Citation Numbers: 243 A.2d 274, 101 N.J. Super. 98
Judges: Judges Conford, Collester and Labrecque
Filed Date: 4/9/1968
Status: Precedential
Modified Date: 4/15/2017
Superior Court of New Jersey, Appellate Division.
*99 Before Judges CONFORD, COLLESTER and LABRECQUE.
Mr. Michael B. Blacker, Assistant Deputy Public Defender, argued the cause for appellant (Mr. Peter Murray, Public Defender, attorney).
Mr. James R. Zazzali, Assistant Prosecutor, argued the cause for respondent (Mr. Joseph P. Lordi, Essex County Prosecutor, attorney).
*100 The opinion of the court was delivered by CONFORD, S.J.A.D.
Defendant appeals from a conviction for possession of narcotics. The heart of the appeal is the claim that brutality of the police in "choking" an alleged confederate to prevent his swallowing narcotics assertedly handed him by defendant when about to be arrested by the police invalidated the resulting disclosure of the narcotics and prevented their lawful use by the State as evidence in the resulting prosecution. Reliance is placed on Rochin v. People of California, 342 U.S. 165, 72 S.Ct. 205, 96 L.Ed. 183 (1951) and certain subsequent California state decisions typified by People v. Martinez, 130 Cal. App.2d 54, 278 P.2d 26 (D. Ct. App. 1955).
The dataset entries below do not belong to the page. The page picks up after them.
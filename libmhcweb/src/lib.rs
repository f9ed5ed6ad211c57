pub mod alphabet;
pub mod error;
pub mod output;
pub mod pipeline;
pub mod predictor;
pub mod structs;
pub mod util;
pub mod validate;
//! An in-memory predictor for tests.

use std::collections::HashMap;
use std::sync::atomic::{AtomicUsize, Ordering};

use crate::error::PredictorError;
use crate::predictor::Predictor;
use crate::structs::{PeptideLengths, PredictionRecord};

/// Produces deterministic affinities without a model.
///
/// Affinities can be pinned per peptide/allele pair; everything else
/// gets a value derived from the peptide's residues and the allele's
/// position in the supported list.
pub struct StubPredictor {
    alleles: Vec<String>,
    lengths: PeptideLengths,
    pinned: HashMap<(String, String), f64>,
    predicted: AtomicUsize,
}

impl StubPredictor {
    pub fn new(alleles: &[&str], min_length: usize, max_length: usize) -> Self {
        Self {
            alleles: alleles.iter().map(|a| a.to_string()).collect(),
            lengths: PeptideLengths::new(min_length, max_length),
            pinned: HashMap::new(),
            predicted: AtomicUsize::new(0),
        }
    }

    pub fn with_affinity(mut self, peptide: &str, allele: &str, affinity: f64) -> Self {
        self.pinned
            .insert((peptide.to_string(), allele.to_string()), affinity);
        self
    }

    /// The number of peptides passed to `predict` so far.
    pub fn predicted_peptide_count(&self) -> usize {
        self.predicted.load(Ordering::SeqCst)
    }

    fn affinity(&self, peptide: &str, allele: &str, allele_idx: usize) -> f64 {
        match self.pinned.get(&(peptide.to_string(), allele.to_string())) {
            Some(&affinity) => affinity,
            None => {
                let residue_sum: u32 = peptide.chars().map(|c| c as u32).sum();
                (residue_sum % 997) as f64 * (allele_idx + 1) as f64 + 0.5
            }
        }
    }
}

impl Predictor for StubPredictor {
    fn version(&self) -> &str {
        "stub 0.0.0"
    }

    fn supported_alleles(&self) -> &[String] {
        &self.alleles
    }

    fn supported_peptide_lengths(&self) -> PeptideLengths {
        self.lengths
    }

    fn predict(
        &self,
        peptides: &[String],
        alleles: &[String],
    ) -> Result<Vec<PredictionRecord>, PredictorError> {
        let allele_indices = alleles
            .iter()
            .map(|allele| {
                self.alleles
                    .iter()
                    .position(|a| a == allele)
                    .ok_or_else(|| PredictorError::UnsupportedAllele(allele.clone()))
            })
            .collect::<Result<Vec<_>, _>>()?;

        self.predicted.fetch_add(peptides.len(), Ordering::SeqCst);

        Ok(alleles
            .iter()
            .zip(allele_indices)
            .flat_map(|(allele, idx)| {
                peptides.iter().map(move |peptide| {
                    PredictionRecord::new(peptide, allele, self.affinity(peptide, allele, idx))
                })
            })
            .collect())
    }
}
No motion in advance of trial to suppress the evidence was here made, as required by R.R. 3:2A-6, nor was any objection to the evidence, or attempt to justify the failure to make the pretrial motion offered by defendant at trial. These factors ordinarily preclude consideration of the point on appeal. State v. Fair, 45 N.J. 77 (1965). Defendant argues that under Fay v. Noia, 372 U.S. 391, 83 S.Ct. 822, 9 L.Ed.2d 837 (1963) and Henry v. State of Mississippi, 379 U.S. 443, 85 S.Ct. 564, 13 L.Ed.2d 408 (1965), we are nevertheless required to give consideration to the alleged constitutional infirmity, at lease to the extent of remanding for purposes of a hearing to determine whether defendant waived his rights. We have decided to pass the latter rather complex point as we are fully satisfied that under the version of the evidence most favorable to defendant the activity of the police in preventing destruction of this evidence is not constitutionally vulnerable. Incidentally, we disagree with the State's contention that defendant has no standing to raise the argument of illegality of the seizure. Jones v. United States, 362 U.S. 257, 80 S.Ct. 725, 4 L.Ed.2d 697 (1960); State v. Wade, 89 N.J. Super. 139, 156 (App. Div. 1965).
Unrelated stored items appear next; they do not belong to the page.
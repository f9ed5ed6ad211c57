use std::path::{Path, PathBuf};
use std::process::Command;

use anyhow::Context;
use tempfile::TempDir;

use crate::error::PredictorError;
use crate::predictor::Predictor;
use crate::structs::{PeptideLengths, PredictionRecord};
use crate::util::CommandExt;

/// Column names the predictor has used for the affinity, newest first.
const AFFINITY_COLUMNS: [&str; 2] = ["mhcflurry_affinity", "mhcflurry_prediction"];
const PERCENTILE_COLUMN: &str = "mhcflurry_affinity_percentile";

/// A predictor backed by the `mhcflurry-predict` command line tool.
///
/// The model metadata is queried once in [`CommandPredictor::load`];
/// each prediction call runs the tool on a temporary CSV file.
#[derive(Debug, Clone)]
pub struct CommandPredictor {
    program: PathBuf,
    models_dir: Option<PathBuf>,
    version: String,
    alleles: Vec<String>,
    lengths: PeptideLengths,
}

impl CommandPredictor {
    pub fn load(program: impl AsRef<Path>, models_dir: Option<&Path>) -> anyhow::Result<Self> {
        let mut predictor = Self {
            program: program.as_ref().to_path_buf(),
            models_dir: models_dir.map(Path::to_path_buf),
            version: String::new(),
            alleles: vec![],
            lengths: PeptideLengths::new(0, 0),
        };

        predictor.alleles = predictor
            .command()
            .arg("--list-supported-alleles")
            .run()
            .context("failed to list supported alleles")?
            .lines()
            .map(str::trim)
            .filter(|l| !l.is_empty())
            .map(str::to_string)
            .collect();

        predictor.lengths = parse_peptide_lengths(
            &predictor
                .command()
                .arg("--list-supported-peptide-lengths")
                .run()
                .context("failed to list supported peptide lengths")?,
        )?;

        predictor.version = match predictor.command().arg("--version").run() {
            Ok(version) => version.trim().to_string(),
            Err(err) => {
                log::warn!("failed to read predictor version: {err}");
                "unknown".to_string()
            }
        };

        log::info!(
            "loaded {} ({} alleles, peptide lengths {}-{})",
            predictor.version,
            predictor.alleles.len(),
            predictor.lengths.min,
            predictor.lengths.max
        );

        Ok(predictor)
    }

    fn command(&self) -> Command {
        let mut command = Command::new(&self.program);
        if let Some(dir) = &self.models_dir {
            command.arg("--models").arg(dir);
        }
        command
    }
}

impl Predictor for CommandPredictor {
    fn version(&self) -> &str {
        &self.version
    }

    fn supported_alleles(&self) -> &[String] {
        &self.alleles
    }

    fn supported_peptide_lengths(&self) -> PeptideLengths {
        self.lengths
    }

    fn predict(
        &self,
        peptides: &[String],
        alleles: &[String],
    ) -> Result<Vec<PredictionRecord>, PredictorError> {
        let dir = TempDir::new().context("failed to create temporary directory")?;
        let input_path = dir.path().join("input.csv");
        let output_path = dir.path().join("output.csv");

        write_input_csv(&input_path, peptides, alleles)?;

        log::debug!(
            "predicting {} peptides for {} alleles",
            peptides.len(),
            alleles.len()
        );

        self.command()
            .arg(&input_path)
            .arg("--out")
            .arg(&output_path)
            .run()?;

        read_output_csv(&output_path)
    }
}

/// Reduce the newline separated list of supported lengths to its bounds.
pub fn parse_peptide_lengths(text: &str) -> Result<PeptideLengths, PredictorError> {
    let lengths = text
        .split(|c: char| c.is_whitespace() || c == ',')
        .filter(|t| !t.is_empty())
        .map(|t| {
            t.parse::<usize>()
                .map_err(|_| PredictorError::MalformedOutput(format!("bad peptide length: {t}")))
        })
        .collect::<Result<Vec<_>, _>>()?;

    match (lengths.iter().min(), lengths.iter().max()) {
        (Some(&min), Some(&max)) => Ok(PeptideLengths::new(min, max)),
        _ => Err(PredictorError::MalformedOutput(
            "no supported peptide lengths".to_string(),
        )),
    }
}

/// Write the cross product of `alleles` and `peptides` as `allele,peptide` rows.
pub fn write_input_csv(
    path: &Path,
    peptides: &[String],
    alleles: &[String],
) -> Result<(), PredictorError> {
    let mut writer = csv::Writer::from_path(path)
        .with_context(|| format!("failed to create {}", path.to_string_lossy()))?;

    writer
        .write_record(["allele", "peptide"])
        .context("failed to write predictor input")?;

    for allele in alleles {
        for peptide in peptides {
            writer
                .write_record([allele, peptide])
                .context("failed to write predictor input")?;
        }
    }

    writer.flush().context("failed to flush predictor input")?;
    Ok(())
}

pub fn read_output_csv(path: &Path) -> Result<Vec<PredictionRecord>, PredictorError> {
    let mut reader = csv::Reader::from_path(path)
        .with_context(|| format!("failed to open {}", path.to_string_lossy()))?;

    let headers = reader
        .headers()
        .context("failed to read predictor output header")?
        .clone();

    let column = |name: &str| headers.iter().position(|h| h == name);

    let missing = |name: &str| PredictorError::MalformedOutput(format!("missing column: {name}"));

    let allele_idx = column("allele").ok_or_else(|| missing("allele"))?;
    let peptide_idx = column("peptide").ok_or_else(|| missing("peptide"))?;
    let affinity_idx = AFFINITY_COLUMNS
        .iter()
        .find_map(|name| column(*name))
        .ok_or_else(|| missing(AFFINITY_COLUMNS[0]))?;
    let percentile_idx = column(PERCENTILE_COLUMN);

    let mut records = vec![];
    for row in reader.records() {
        let row = row.context("failed to read predictor output row")?;

        let field = |idx: usize| {
            row.get(idx)
                .ok_or_else(|| PredictorError::MalformedOutput(format!("short row: {row:?}")))
        };

        let affinity = field(affinity_idx)?.parse::<f64>().map_err(|_| {
            PredictorError::MalformedOutput(format!("bad affinity in row: {row:?}"))
        })?;

        let mut record = PredictionRecord::new(field(peptide_idx)?, field(allele_idx)?, affinity);

        record.percentile_rank = percentile_idx
            .and_then(|idx| row.get(idx))
            .and_then(|v| v.parse::<f64>().ok());

        records.push(record);
    }

    Ok(records)
}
The State's proofs were, in effect, that after nearby surveillance of apparently open sales of narcotics by defendant, *101 the police approached him and one Galarza and another companion, whereupon defendant handed Galarza two glassine envelopes (later proven to contain narcotics) and told him to "swallow them." Galarza put them in his mouth, Detective Gockeler "grabbed [him] by the throat," Detective Lyons tried to pry open Galarza's mouth, and in the ensuing struggle all three fell to the ground. Thereupon Lyons was able to extract the envelopes from Galarza's mouth. Lyons testified that Gockeler "grabbed [Galarza] around the throat."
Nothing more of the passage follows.